# Suche Mafia-Filme



## marion9394 (2. Januar 2010)

Guguck Ihr,

Ich würde sehr gerne meine Filmesammlung ein bisschen aufstocken und suche noch gute kultige Mafia / Überfall /Gangster-Filme... (nichts gettho-hiphop-mäßiges)
Habt Ihr da Tipps für mich?

Hier ein paar filme die ich schon habe

Pate 1 - 3
Oceans 11 - 13
Bankjob
Casino
The Untouchables
Heat

da muss es doch sicher noch mehr geben? Kennt Ihr was spannendes?

Danke euch!

Lg


----------



## Hraeshvelgr (2. Januar 2010)

marion9394 schrieb:


> Guguck Ihr,
> 
> Ich würde sehr gerne meine Filmesammlung ein bisschen aufstocken und suche noch gute kultige Mafia / Überfall /Gangster-Filme... (nichts gettho-hiphop-mäßiges)
> Habt Ihr da Tipps für mich?
> ...



Also was mir sofort aufgefallen ist: SCARFACE fehlt in der Liste.
Mehr fällt mir nicht ein 


			Dieser Inhalt steht nur eingeloggten Mitgliedern zur Verfügung.
        

 Ausser vlt. noch "Public Enemies" (den ich ein wenig langatmig finde, aber teilweise gut inszenierte Schießereien).


----------



## SWeeT_mushrOOms (2. Januar 2010)

Hraeshvelgr schrieb:


> Also was mir sofort aufgefallen ist: SCARFACE fehlt in der Liste.
> Mehr fällt mir nicht ein
> 
> 
> ...



Ja Scarface muss man einfach gesehn haben
Das ist ne Bildungslücke 


			Dieser Inhalt steht nur eingeloggten Mitgliedern zur Verfügung.


----------



## spectrumizer (2. Januar 2010)

- Der Clou
- Gomorrha
- The Italian Job
- Catch me if you can
- In China essen sie Hunde


----------



## SWeeT_mushrOOms (2. Januar 2010)

Mir fällt grade noch Reservoir Dogs ein
auch ein sehr guter Film


----------



## Gauloises24 (2. Januar 2010)

Good Fellas!


----------



## Camô (3. Januar 2010)

Ronin
Road to Perdition (Geheimtipp)
The Departed
Brügge sehen ... und sterben? (eher ne Gaunerkomödie aber ein toller Film mit Colin Farrell)

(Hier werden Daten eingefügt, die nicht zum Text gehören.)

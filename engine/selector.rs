//! Next-question selection by expected information gain.
//!
//! For a candidate symptom `s` and the current belief `b`:
//!
//! ```text
//! P(s=1)  = Σ_d b(d) · P(s=1 | d)
//! E[H']   = P(s=1) · H(b | s=1) + P(s=0) · H(b | s=0)
//! IG(s)   = H(b) − E[H']
//! ```
//!
//! The hypothetical posteriors use exactly the update rule of `BeliefState`.
//! Selection is greedy one-step lookahead: the candidate with the largest gain
//! wins and ties go to the candidate that comes first in symptom order.

use crate::belief::{BeliefState, Response, posterior_given, shannon_entropy};
use crate::table::ProbabilityTable;
use ahash::AHashSet;
use ndarray::ArrayView1;
use std::sync::Arc;

/// Symptoms already presented in the current session.
#[derive(Debug, Clone, Default)]
pub struct AskedSet {
    symptoms: AHashSet<String>,
}

impl AskedSet {
    pub fn new() -> Self {
        Self::default()
    }

    /// Returns `false` if the symptom was already present.
    pub fn insert(&mut self, symptom: impl Into<String>) -> bool {
        self.symptoms.insert(symptom.into())
    }

    pub fn contains(&self, symptom: &str) -> bool {
        self.symptoms.contains(symptom)
    }

    pub fn len(&self) -> usize {
        self.symptoms.len()
    }

    pub fn is_empty(&self) -> bool {
        self.symptoms.is_empty()
    }
}

impl<S: Into<String>> FromIterator<S> for AskedSet {
    fn from_iter<I: IntoIterator<Item = S>>(iter: I) -> Self {
        Self {
            symptoms: iter.into_iter().map(Into::into).collect(),
        }
    }
}

/// The outcome of one selection round.
#[derive(Debug, Clone, PartialEq)]
pub struct Selection {
    /// `None` when every symptom has been asked.
    pub symptom: Option<String>,
    /// Expected information gain in bits; `f64::NEG_INFINITY` when nothing is left.
    pub gain: f64,
}

impl Selection {
    fn exhausted() -> Self {
        Self {
            symptom: None,
            gain: f64::NEG_INFINITY,
        }
    }
}

/// A scored candidate question.
#[derive(Debug, Clone, PartialEq)]
pub struct CandidateGain {
    pub symptom: String,
    pub gain: f64,
    /// Predicted probability of a "yes" answer under the current belief.
    pub p_present: f64,
}

#[derive(Debug, Clone)]
pub struct QuestionSelector {
    table: Arc<ProbabilityTable>,
}

impl QuestionSelector {
    pub fn new(table: Arc<ProbabilityTable>) -> Self {
        Self { table }
    }

    /// Expected posterior entropy of asking symptom `symptom_idx`, and P(s=1).
    pub fn expected_entropy(&self, belief: ArrayView1<'_, f64>, symptom_idx: usize) -> (f64, f64) {
        let presence = self.table.symptom_column(symptom_idx);
        let p_present = belief.dot(&presence).clamp(0.0, 1.0);
        let p_absent = 1.0 - p_present;

        let if_present = posterior_given(belief, presence, Response::Present);
        let if_absent = posterior_given(belief, presence, Response::Absent);

        let expected = p_present * shannon_entropy(if_present.view())
            + p_absent * shannon_entropy(if_absent.view());
        (expected, p_present)
    }

    /// Expected information gain of one symptom, or `None` if the table does not know it.
    pub fn information_gain(&self, belief: &BeliefState, symptom: &str) -> Option<f64> {
        let idx = self.table.symptom_index(symptom)?;
        let (expected, _) = self.expected_entropy(belief.posterior(), idx);
        Some(belief.entropy() - expected)
    }

    /// Scores every unasked symptom, in symptom order.
    fn score_candidates(&self, belief: &BeliefState, asked: &AskedSet) -> Vec<CandidateGain> {
        let current = belief.entropy();
        self.table
            .symptoms()
            .iter()
            .enumerate()
            .filter(|(_, name)| !asked.contains(name))
            .map(|(idx, name)| {
                let (expected, p_present) = self.expected_entropy(belief.posterior(), idx);
                CandidateGain {
                    symptom: name.clone(),
                    gain: current - expected,
                    p_present,
                }
            })
            .collect()
    }

    /// Picks the unasked symptom with the highest expected information gain.
    pub fn select_next(&self, belief: &BeliefState, asked: &AskedSet) -> Selection {
        let mut best = Selection::exhausted();
        for candidate in self.score_candidates(belief, asked) {
            if candidate.gain > best.gain {
                best = Selection {
                    symptom: Some(candidate.symptom),
                    gain: candidate.gain,
                };
            }
        }

        match &best.symptom {
            Some(symptom) => log::debug!("Selected '{}' (IG={:.4} bits)", symptom, best.gain),
            None => log::debug!("No unasked symptoms remain"),
        }
        best
    }

    /// The `limit` best candidates, highest gain first. Ties keep symptom order.
    pub fn rank_candidates(
        &self,
        belief: &BeliefState,
        asked: &AskedSet,
        limit: usize,
    ) -> Vec<CandidateGain> {
        let mut scored = self.score_candidates(belief, asked);
        scored.sort_by(|a, b| b.gain.total_cmp(&a.gain));
        scored.truncate(limit);
        scored
    }
}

ansonsten sind die besten Filme schon genannt worden.


----------



## spectrumizer (3. Januar 2010)

Camô schrieb:


> Brügge sehen ... und sterben? (eher ne Gaunerkomödie aber ein toller Film mit Colin Farrell)


Stimmt, das ist auch so'n "Geheimtipp." Echt guter Film. 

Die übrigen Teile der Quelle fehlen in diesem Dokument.